After killing 829 people in more than 40 years of violent struggle for an independent Basque homeland, ETA issued a string of messages in September 2010 pushing for a resolution.
Spain's government, though, insists on nothing less than a unilateral, permanent disarmament.
After a previous negotiation failed and ended with a Madrid airport car park bombing that killed two people in December 2006, the government refuses to contemplate talks under the menace of violence.
Interior Minister Alfredo Perez Rubalcaba, who has overseen a police campaign that has netted many of ETA's most senior leaders, has been cautious about peace prospects.
"It is the beginning of the end, but that does not mean there are no risks and we must maintain our guard," he said.
But some hope ETA will give up the armed struggle soon.
The head of the Socialist Party group in the Basque parliament, Jesus Eguiguren, took part in the aborted peace negotiations of 2006. In past weeks he has evoked the possibility of an "end to terrorism" by Christmas, prompting some scepticism even within his own camp.
ETA's political wing Batasuna -- outlawed because of its ties to ETA -- and its partner, the legal, non-violent Eusko Alkartasuna, also hope for a statement from ETA before long.
"I hope it will be before Christmas but I am not sure either," the party's secretary general, Pello Urizar, said in an interview.
For the first time, Urizar said, Batasuna had formally called on ETA to declare an "unlimited, unilateral and verifiable ceasefire without any political compensation."
"You have to be cautious. You wait, you wait, but in the end it is never when you expect it," said Cambio 16 journal director and Basque political analyst Gorka Landaburu.
Florencio Dominguez, director of the news agency Vasco Press and a leading expert on ETA, said the group was now observing a "technical halt" to operations.
"An ETA statement is possible but there will be nothing spectacular announced. I do not think that ETA plans to bring out a statement to commit to the abandoning of its arms," Dominguez said.

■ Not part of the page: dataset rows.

// Tokio-backed one-shot timers for the capture session

use std::collections::HashMap;
use std::time::Duration;

use tokio::sync::mpsc;
use tokio::task::JoinHandle;
use tracing::debug;

use crate::capture::state_machine::{Event, TimerId};
use crate::capture::traits::Scheduler;

/// Spawns one sleeping task per timer; firing sends `Event::TimerElapsed`
#[derive(Debug)]
pub struct TokioScheduler {
    events: mpsc::UnboundedSender<Event>,
    timers: HashMap<TimerId, JoinHandle<()>>,
}

impl TokioScheduler {
    pub fn new(events: mpsc::UnboundedSender<Event>) -> Self {
        Self {
            events,
            timers: HashMap::new(),
        }
    }
}

impl Scheduler for TokioScheduler {
    fn schedule(&mut self, id: TimerId, after: Duration) {
        self.timers.retain(|_, handle| !handle.is_finished());

        let events = self.events.clone();
        let handle = tokio::spawn(async move {
            tokio::time::sleep(after).await;
            // Receiver gone means the session already ended
            let _ = events.send(Event::TimerElapsed { timer: id });
        });
        if let Some(previous) = self.timers.insert(id, handle) {
            previous.abort();
        }
    }

    fn cancel(&mut self, id: TimerId) {
        if let Some(handle) = self.timers.remove(&id) {
            handle.abort();
        }
    }

    fn cancel_all(&mut self) {
        for (timer, handle) in self.timers.drain() {
            debug!(timer = timer.0, "Cancelling timer");
            handle.abort();
        }
    }

    fn outstanding(&self) -> usize {
        self.timers
            .values()
            .filter(|handle| !handle.is_finished())
            .count()
    }
}

impl Drop for TokioScheduler {
    fn drop(&mut self) {
        self.cancel_all();
    }
}
use anyhow::{Context, Result};
use config::{Config, Environment, File};
use serde::{Deserialize, Serialize};
use std::path::Path;
use std::time::Duration;

use crate::capture::state_machine::Timings;

/// Base name of the optional configuration file
pub const CONFIG_FILE: &str = "capture-guide";
/// Prefix for environment overrides, e.g. `CAPTURE_GUIDE__TIMINGS__ENTRY_FADE_MS`
pub const ENV_PREFIX: &str = "CAPTURE_GUIDE";

/// Main configuration structure for the capture guide
#[derive(Debug, Clone, PartialEq, Deserialize, Serialize)]
pub struct CaptureGuideConfig {
    /// Workflow durations
    pub timings: TimingsConfig,
    /// Logging settings
    pub observability: ObservabilityConfig,
    /// Simulated session used by the `demo` command
    pub demo: DemoConfig,
}

/// Durations in milliseconds
#[derive(Debug, Clone, PartialEq, Eq, Deserialize, Serialize)]
pub struct TimingsConfig {
    pub entry_fade_ms: u64,
    pub exit_fade_ms: u64,
    pub success_animation_ms: u64,
    /// Pause on the success tint before the step fades out
    pub success_hold_ms: u64,
    pub focus_indicator_ms: u64,
    pub shutter_delay_ms: u64,
    pub shutter_rise_ms: u64,
    pub shutter_fall_ms: u64,
}

#[derive(Debug, Clone, PartialEq, Eq, Deserialize, Serialize)]
pub struct ObservabilityConfig {
    /// Default filter when RUST_LOG is unset
    pub log_level: String,
    /// Emit JSON log lines instead of text
    pub json_logs: bool,
}

#[derive(Debug, Clone, PartialEq, Deserialize, Serialize)]
pub struct DemoConfig {
    /// Directory the simulated camera names its photos under
    pub output_dir: String,
    pub shot_latency_ms: u64,
    /// Grace period of the kit QR step
    pub qr_grace_ms: u64,
    pub emulated: bool,
}

impl Default for CaptureGuideConfig {
    fn default() -> Self {
        let timings = Timings::default();
        Self {
            timings: TimingsConfig::from(&timings),
            observability: ObservabilityConfig {
                log_level: "info".to_string(),
                json_logs: false,
            },
            demo: DemoConfig {
                output_dir: "/tmp/capture-guide/cache".to_string(),
                shot_latency_ms: 120,
                qr_grace_ms: 1500,
                emulated: true,
            },
        }
    }
}

fn millis(duration: Duration) -> u64 {
    u64::try_from(duration.as_millis()).unwrap_or(u64::MAX)
}

impl From<&Timings> for TimingsConfig {
    fn from(timings: &Timings) -> Self {
        Self {
            entry_fade_ms: millis(timings.entry_fade),
            exit_fade_ms: millis(timings.exit_fade),
            success_animation_ms: millis(timings.success_animation),
            success_hold_ms: millis(timings.success_hold),
            focus_indicator_ms: millis(timings.focus_indicator),
            shutter_delay_ms: millis(timings.shutter_delay),
            shutter_rise_ms: millis(timings.shutter_rise),
            shutter_fall_ms: millis(timings.shutter_fall),
        }
    }
}

impl TimingsConfig {
    pub fn to_timings(&self) -> Timings {
        Timings {
            entry_fade: Duration::from_millis(self.entry_fade_ms),
            exit_fade: Duration::from_millis(self.exit_fade_ms),
            success_animation: Duration::from_millis(self.success_animation_ms),
            success_hold: Duration::from_millis(self.success_hold_ms),
            focus_indicator: Duration::from_millis(self.focus_indicator_ms),
            shutter_delay: Duration::from_millis(self.shutter_delay_ms),
            shutter_rise: Duration::from_millis(self.shutter_rise_ms),
            shutter_fall: Duration::from_millis(self.shutter_fall_ms),
        }
    }
}

impl CaptureGuideConfig {
    /// Load configuration with precedence:
    /// 1. Default values
    /// 2. `capture-guide.toml` in the working directory
    /// 3. Environment variables (prefixed with CAPTURE_GUIDE__)
    pub fn load() -> Result<Self> {
        Self::load_from(Path::new("."))
    }

    /// Same as [`load`](Self::load) but looks for the file in `dir`
    pub fn load_from(dir: &Path) -> Result<Self> {
        let defaults = Config::try_from(&Self::default())
            .context("Failed to serialize default configuration")?;
        let mut builder = Config::builder().add_source(defaults);

        let file = dir.join(format!("{CONFIG_FILE}.toml"));
        if file.exists() {
            builder = builder.add_source(File::from(file.as_path()));
        }

        builder = builder.add_source(
            Environment::with_prefix(ENV_PREFIX)
                .prefix_separator("__")
                .separator("__")
                .try_parsing(true),
        );

        let config = builder
            .build()
            .with_context(|| format!("Failed to read configuration from {}", dir.display()))?;
        config
            .try_deserialize()
            .context("Invalid capture guide configuration")
    }

    /// Save configuration to file
    pub fn save_to_file<P: AsRef<Path>>(&self, path: P) -> Result<()> {
        let toml_content = toml::to_string_pretty(self)?;
        std::fs::write(path, toml_content)?;
        Ok(())
    }

    /// Load .env file if it exists
    pub fn load_env_file() -> Result<()> {
        if Path::new(".env").exists() {
            dotenvy::dotenv()?;
            tracing::info!("Loaded environment variables from .env file");
        }
        Ok(())
    }
}

/// Global configuration instance
static CONFIG: std::sync::LazyLock<Result<CaptureGuideConfig, anyhow::Error>> =
    std::sync::LazyLock::new(|| {
        let _ = CaptureGuideConfig::load_env_file();
        CaptureGuideConfig::load()
    });

/// Get the global configuration
pub fn config() -> Result<&'static CaptureGuideConfig> {
    CONFIG
        .as_ref()
        .map_err(|e| anyhow::anyhow!("Failed to load configuration: {:#}", e))
}

/// Initialize configuration (called at startup)
pub fn init_config() -> Result<()> {
    let _config = config()?;
    tracing::info!("Configuration loaded successfully");
    Ok(())
}
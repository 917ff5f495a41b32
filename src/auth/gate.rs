//! §6 handshake-time origin gate. Missing-origin connections (native
//! clients, not browsers) are accepted; a present-but-unlisted origin is
//! rejected.

use crate::config::CorsSettings;
use crate::error::AppError;

pub struct OriginGate {
    allowed: Vec<String>,
}

impl OriginGate {
    #[must_use]
    pub fn new(settings: &CorsSettings) -> Self {
        Self {
            allowed: settings.origins.clone(),
        }
    }

    pub fn check(&self, origin: Option<&str>) -> Result<(), AppError> {
        match origin {
            None => Ok(()),
            Some(origin) => {
                if self.allowed.is_empty() || self.allowed.iter().any(|o| o == origin) {
                    Ok(())
                } else {
                    Err(AppError::OriginNotAllowed)
                }
            }
        }
    }
}

#[cfg(test)]
mod tests {
    use super::*;

    #[test]
    fn missing_origin_is_accepted() {
        let gate = OriginGate::new(&CorsSettings {
            origins: vec!["https://example.com".to_string()],
        });
        assert!(gate.check(None).is_ok());
    }

    #[test]
    fn unlisted_origin_is_rejected() {
        let gate = OriginGate::new(&CorsSettings {
            origins: vec!["https://example.com".to_string()],
        });
        assert_eq!(
            gate.check(Some("https://evil.example")),
            Err(AppError::OriginNotAllowed)
        );
    }

    #[test]
    fn listed_origin_is_accepted() {
        let gate = OriginGate::new(&CorsSettings {
            origins: vec!["https://example.com".to_string()],
        });
        assert!(gate.check(Some("https://example.com")).is_ok());
    }
}
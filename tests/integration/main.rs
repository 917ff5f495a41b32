//! §8 end-to-end scenarios, exercised across the real handler/registry/seat
//! stack against a local Redis — the same `REDIS_URL`-gated, `#[ignore]`
//! convention `seats::repository`/`users::socket_registry`'s own tests use,
//! since nothing here can run without a broker to talk to.
//!
//! `SessionHub`/actix are not involved: a `RecordingBroadcaster` test
//! double stands in for the session layer, the same shape as
//! `relay::tests::RecordingTarget`.

use std::sync::{Arc, Mutex};
use std::time::Duration;

use msab::backend::BackendClient;
use msab::clients::ClientRegistry;
use msab::config::LaravelSettings;
use msab::error::AppError;
use msab::gifts::{GiftBuffer, GiftTransaction};
use msab::handlers::{Broadcaster, GiftHandlers, MediaHandlers, RoomHandlers, SeatHandlers};
use msab::handlers::room::JoinRequest;
use msab::handlers::seat::{InviteRequest, RoomOnlyRequest, SeatIndexRequest};
use msab::handlers::gift::SendGiftRequest;
use msab::handlers::media::{ProduceRequest, TransportCreateRequest};
use msab::media::engine::mock::MockEngine;
use msab::media::engine::Worker;
use msab::media::worker_pool::WorkerPool;
use msab::ratelimit::RateLimiter;
use msab::rooms::RoomRegistry;
use msab::seats::SeatRepository;
use msab::users::UserSocketRegistry;

fn test_logger() -> slog::Logger {
    slog::Logger::root(slog::Discard, slog::o!())
}

async fn redis_pool() -> deadpool_redis::Pool {
    let url = std::env::var("REDIS_URL").unwrap_or_else(|_| "redis://127.0.0.1/".to_string());
    let mut cfg = deadpool_redis::Config::from_url(url);
    cfg.pool = Some(deadpool_redis::PoolConfig::new(8));
    cfg.create_pool(Some(deadpool_redis::Runtime::Tokio1)).unwrap()
}

#[derive(Default)]
struct RecordingBroadcaster {
    events: Mutex<Vec<(String, String, serde_json::Value)>>,
}

impl RecordingBroadcaster {
    fn events_named(&self, event: &str) -> Vec<(String, serde_json::Value)> {
        self.events
            .lock()
            .unwrap()
            .iter()
            .filter(|(e, ..)| e == event)
            .map(|(_, target, payload)| (target.clone(), payload.clone()))
            .collect()
    }
}

impl Broadcaster for RecordingBroadcaster {
    fn to_room(
        &self,
        room_id: &str,
        _exclude_connection_id: Option<&str>,
        event: &str,
        payload: serde_json::Value,
    ) {
        self.events
            .lock()
            .unwrap()
            .push((event.to_string(), room_id.to_string(), payload));
    }

    fn to_connection(&self, connection_id: &str, event: &str, payload: serde_json::Value) {
        self.events
            .lock()
            .unwrap()
            .push((event.to_string(), connection_id.to_string(), payload));
    }

    fn to_sockets(&self, socket_ids: &[String], event: &str, payload: serde_json::Value) {
        self.events
            .lock()
            .unwrap()
            .push((event.to_string(), socket_ids.join(","), payload));
    }

    fn is_connected(&self, _connection_id: &str) -> bool {
        true
    }
}

struct Harness {
    registry: Arc<RoomRegistry>,
    clients: Arc<ClientRegistry>,
    sockets: Arc<UserSocketRegistry>,
    seats: Arc<SeatRepository>,
    rate_limiter: Arc<RateLimiter>,
    broadcaster: Arc<RecordingBroadcaster>,
    room: RoomHandlers,
    seat: Arc<SeatHandlers>,
    media: MediaHandlers,
    gift: GiftHandlers,
    gift_buffer: Arc<GiftBuffer>,
}

async fn harness(backend_url: &str, gift_errors: Arc<Mutex<Vec<(String, String, String)>>>) -> Harness {
    let pool = redis_pool().await;
    let log = test_logger();

    let engine = MockEngine::new();
    let workers: Vec<Box<dyn Worker>> = vec![engine.spawn_worker(1), engine.spawn_worker(2)];
    let worker_pool = WorkerPool::new(log.clone(), workers);

    let seats = Arc::new(SeatRepository::new(pool.clone()));
    let sockets = Arc::new(UserSocketRegistry::new(pool.clone()));
    let rate_limiter = Arc::new(RateLimiter::new(pool.clone()));
    let clients = Arc::new(ClientRegistry::new());

    let backend = Arc::new(BackendClient::new(
        &LaravelSettings {
            api_url: backend_url.to_string(),
            timeout: Duration::from_millis(300),
            ..Default::default()
        },
        log.clone(),
    ));

    let registry = RoomRegistry::new(
        Arc::clone(&worker_pool),
        pool.clone(),
        Arc::clone(&seats),
        Arc::clone(&backend),
        3,
        Duration::from_secs(10),
        500,
        15,
        log.clone(),
    );

    let broadcaster = Arc::new(RecordingBroadcaster::default());
    let dyn_broadcaster: Arc<dyn Broadcaster> = Arc::clone(&broadcaster) as Arc<dyn Broadcaster>;

    let gift_buffer = Arc::new(GiftBuffer::new(
        pool.clone(),
        Arc::clone(&backend),
        4,
        100,
        Box::new(move |txn: &GiftTransaction, code: &str, reason: &str| {
            gift_errors.lock().unwrap().push((
                txn.transaction_id.to_string(),
                code.to_string(),
                reason.to_string(),
            ));
        }),
        log.clone(),
    ));

    let room = RoomHandlers::new(
        Arc::clone(&registry),
        Arc::clone(&clients),
        Arc::clone(&sockets),
        Arc::clone(&seats),
        Arc::clone(&backend),
        Arc::clone(&dyn_broadcaster),
        log.clone(),
    );
    let seat = Arc::new(SeatHandlers::new(
        Arc::clone(&seats),
        Arc::clone(&registry),
        Arc::clone(&clients),
        Arc::clone(&sockets),
        Arc::clone(&dyn_broadcaster),
        Duration::from_secs(30),
        log.clone(),
    ));
    let media = MediaHandlers::new(
        Arc::clone(&registry),
        Arc::clone(&clients),
        Arc::clone(&seats),
        Arc::clone(&seat),
        Arc::clone(&dyn_broadcaster),
        log.clone(),
    );
    let gift = GiftHandlers::new(
        Arc::clone(&gift_buffer),
        Arc::clone(&registry),
        Arc::clone(&clients),
        Arc::clone(&sockets),
        Arc::clone(&rate_limiter),
        330,
        Duration::from_secs(60),
        Arc::clone(&dyn_broadcaster),
        log.clone(),
    );

    Harness {
        registry,
        clients,
        sockets,
        seats,
        rate_limiter,
        broadcaster,
        room,
        seat,
        media,
        gift,
        gift_buffer,
    }
}

async fn join(h: &Harness, connection_id: &str, user_id: &str, room_id: &str, seat_count: Option<u32>) {
    h.clients
        .register(connection_id.to_string(), user_id.to_string(), 0)
        .await;
    h.room
        .join(
            connection_id,
            user_id,
            JoinRequest {
                room_id: room_id.to_string(),
                seat_count,
                owner_id: Some(user_id.to_string()),
            },
        )
        .await
        .unwrap();
}

/// §8 S1: a speaker's producer shows up in a later joiner's `existingProducers`.
#[tokio::test]
#[ignore]
async fn s1_speaker_join_and_first_audio() {
    let errors = Arc::new(Mutex::new(Vec::new()));
    let h = harness("http://127.0.0.1:1", errors).await;
    let room_id = "it-s1-room";
    h.seats.clear_room(room_id).await.unwrap();

    join(&h, "c-alice", "alice", room_id, Some(15)).await;

    let transport = h
        .media
        .create_transport(
            "c-alice",
            TransportCreateRequest {
                room_id: room_id.to_string(),
                role: "producer".to_string(),
            },
        )
        .await
        .unwrap();

    let produced = h
        .media
        .produce(
            "c-alice",
            ProduceRequest {
                room_id: room_id.to_string(),
                transport_id: transport.id.clone(),
                kind: "audio".to_string(),
                rtp_parameters: serde_json::json!({}),
                app_data: serde_json::json!({}),
            },
        )
        .await
        .unwrap();

    h.clients
        .register("c-bob".to_string(), "bob".to_string(), 0)
        .await;
    let bob_join = h
        .room
        .join(
            "c-bob",
            "bob",
            JoinRequest {
                room_id: room_id.to_string(),
                seat_count: None,
                owner_id: None,
            },
        )
        .await
        .unwrap();

    assert_eq!(bob_join.existing_producers.len(), 1);
    assert_eq!(bob_join.existing_producers[0].producer_id, produced.producer_id);
    assert_eq!(bob_join.existing_producers[0].user_id, "alice");

    let new_producer_events = h.broadcaster.events_named("audio:newProducer");
    assert_eq!(new_producer_events.len(), 1);

    h.seats.clear_room(room_id).await.unwrap();
}

/// §8 S3: locking an occupied seat vacates the occupant and closes their
/// producer server-side.
#[tokio::test]
#[ignore]
async fn s3_seat_lock_kicks_occupant() {
    let errors = Arc::new(Mutex::new(Vec::new()));
    let h = harness("http://127.0.0.1:1", errors).await;
    let room_id = "it-s3-room";
    h.seats.clear_room(room_id).await.unwrap();

    join(&h, "c-owner", "owner", room_id, Some(15)).await;
    join(&h, "c-alice", "alice", room_id, None).await;

    h.seat
        .take(
            "c-alice",
            SeatIndexRequest {
                room_id: room_id.to_string(),
                seat_index: 3,
            },
        )
        .await
        .unwrap();

    let transport = h
        .media
        .create_transport(
            "c-alice",
            TransportCreateRequest {
                room_id: room_id.to_string(),
                role: "producer".to_string(),
            },
        )
        .await
        .unwrap();
    h.media
        .produce(
            "c-alice",
            ProduceRequest {
                room_id: room_id.to_string(),
                transport_id: transport.id,
                kind: "audio".to_string(),
                rtp_parameters: serde_json::json!({}),
                app_data: serde_json::json!({}),
            },
        )
        .await
        .unwrap();

    h.seat
        .lock(
            "c-owner",
            SeatIndexRequest {
                room_id: room_id.to_string(),
                seat_index: 3,
            },
        )
        .await
        .unwrap();

    let seats = h.seats.get_seats(room_id, 15).await.unwrap();
    let seat3 = seats.iter().find(|s| s.index == 3).unwrap();
    assert!(seat3.user_id.is_none());
    assert!(seat3.locked);
    assert!(h.clients.producer_ids_of("c-alice").await.is_empty());

    assert_eq!(h.broadcaster.events_named("seat:cleared").len(), 1);
    assert_eq!(h.broadcaster.events_named("seat:locked").len(), 1);

    h.seats.clear_room(room_id).await.unwrap();
}

/// §8 S4: accepting an invite bypasses the seat's own lock.
#[tokio::test]
#[ignore]
async fn s4_invite_accept_bypasses_lock() {
    let errors = Arc::new(Mutex::new(Vec::new()));
    let h = harness("http://127.0.0.1:1", errors).await;
    let room_id = "it-s4-room";
    h.seats.clear_room(room_id).await.unwrap();

    join(&h, "c-owner", "owner", room_id, Some(15)).await;
    join(&h, "c-frank", "frank", room_id, None).await;

    h.seat
        .lock(
            "c-owner",
            SeatIndexRequest {
                room_id: room_id.to_string(),
                seat_index: 5,
            },
        )
        .await
        .unwrap();

    h.seat
        .invite(
            "c-owner",
            InviteRequest {
                room_id: room_id.to_string(),
                seat_index: 5,
                target_user_id: "frank".to_string(),
            },
        )
        .await
        .unwrap();
    assert_eq!(h.broadcaster.events_named("seat:invite:received").len(), 1);

    h.seat
        .accept_invite(
            "c-frank",
            RoomOnlyRequest {
                room_id: room_id.to_string(),
            },
        )
        .await
        .unwrap();

    let seats = h.seats.get_seats(room_id, 15).await.unwrap();
    let seat5 = seats.iter().find(|s| s.index == 5).unwrap();
    assert_eq!(seat5.user_id.as_deref(), Some("frank"));
    assert!(!seat5.locked);

    let updated = h.broadcaster.events_named("seat:updated");
    assert_eq!(updated.len(), 1);
    assert_eq!(updated[0].1["userId"], "frank");

    h.seats.clear_room(room_id).await.unwrap();
}

/// §8 S5: a gift that the business backend never accepts ends up
/// dead-lettered and the sender is told via `gift:error`.
#[tokio::test]
#[ignore]
async fn s5_gift_durability_across_backend_outage() {
    let errors = Arc::new(Mutex::new(Vec::new()));
    let h = harness("http://127.0.0.1:1", Arc::clone(&errors)).await;
    let room_id = "it-s5-room";
    h.seats.clear_room(room_id).await.unwrap();

    join(&h, "c-alice", "alice", room_id, Some(15)).await;
    h.clients
        .register("c-bob".to_string(), "bob".to_string(), 0)
        .await;

    h.gift
        .send(
            "c-alice",
            SendGiftRequest {
                room_id: room_id.to_string(),
                recipient_user_id: "bob".to_string(),
                gift_id: "7".to_string(),
                quantity: 1,
            },
        )
        .await
        .unwrap();
    assert_eq!(h.broadcaster.events_named("gift:received").len(), 1);

    // backend is unreachable, so every flush fails and retryCount climbs
    // 1, 2, 3; the fourth failed flush reaches max_retries (4) and
    // dead-letters it.
    for _ in 0..4 {
        h.gift_buffer.flush_once().await.unwrap();
    }

    let recorded = errors.lock().unwrap();
    assert_eq!(recorded.len(), 1);
    assert_eq!(recorded[0].1, "PROCESSING_FAILED");

    h.seats.clear_room(room_id).await.unwrap();
}

/// Rate limiting is a per-bucket fixed window: the (limit+1)th call within
/// the window is rejected regardless of how many distinct buckets exist.
#[tokio::test]
#[ignore]
async fn rate_limiter_rejects_once_bucket_is_exhausted() {
    let pool = redis_pool().await;
    let limiter = RateLimiter::new(pool);
    let bucket = "gift:it-ratelimit-alice";

    assert!(limiter.check(bucket, 2, Duration::from_secs(60)).await.unwrap());
    assert!(limiter.check(bucket, 2, Duration::from_secs(60)).await.unwrap());
    assert!(!limiter.check(bucket, 2, Duration::from_secs(60)).await.unwrap());
}

/// Boundary: `seatIndex` outside `[0, seatCount)` is rejected.
#[tokio::test]
#[ignore]
async fn seat_index_out_of_range_is_rejected() {
    let errors = Arc::new(Mutex::new(Vec::new()));
    let h = harness("http://127.0.0.1:1", errors).await;
    let room_id = "it-bounds-room";
    h.seats.clear_room(room_id).await.unwrap();
    join(&h, "c-owner", "owner", room_id, Some(15)).await;

    let err = h
        .seat
        .take(
            "c-owner",
            SeatIndexRequest {
                room_id: room_id.to_string(),
                seat_index: 15,
            },
        )
        .await
        .unwrap_err();
    assert_eq!(err, AppError::SeatOutOfRange);

    h.seats.clear_room(room_id).await.unwrap();
}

ETA had announced an end to "offensive armed actions" in September without committing to a permanent end to violence. In any case its previous armed attack had been long before, in August 2009. The statement was flatly rejected by Madrid.
"In September ETA stayed true to its own scheme in which truces are not unilateral but the fruit of a negotiation with the Spanish government with the promise of a future political negotiation," Dominguez said.
"ETA has not budged from that logic and is not going to make a statement to announce a unilateral halt. Pressure from Batasuna has not been enough to change ETA's attitude."
Batasuna, barred from political activity since 2003, has distanced itself from violence after some internal debate, but without delivering an outright condemnation of violent acts by ETA.
One Batasuna activist said his companions had moved on and "the mentality is no longer what it was 50 years ago" when a new-born ETA was fighting against General Francisco Franco.
"The armed struggle which had been useful up to now is today an obstacle" to sitting down at the table to negotiate Basque independence," said the 46-year-old librarian and former Batasuna candidate for municipal elections.
"We had an internal debate... we are going to respect their laws and see what comes of it," he said, referring to the laws that bar his party from taking part in democratic politics.
Batasuna announced November 27 the launch of a new party that "will reject violence" in the hope of being allowed to run in local elections in May 2011. The Spanish government has reacted with some scepticism.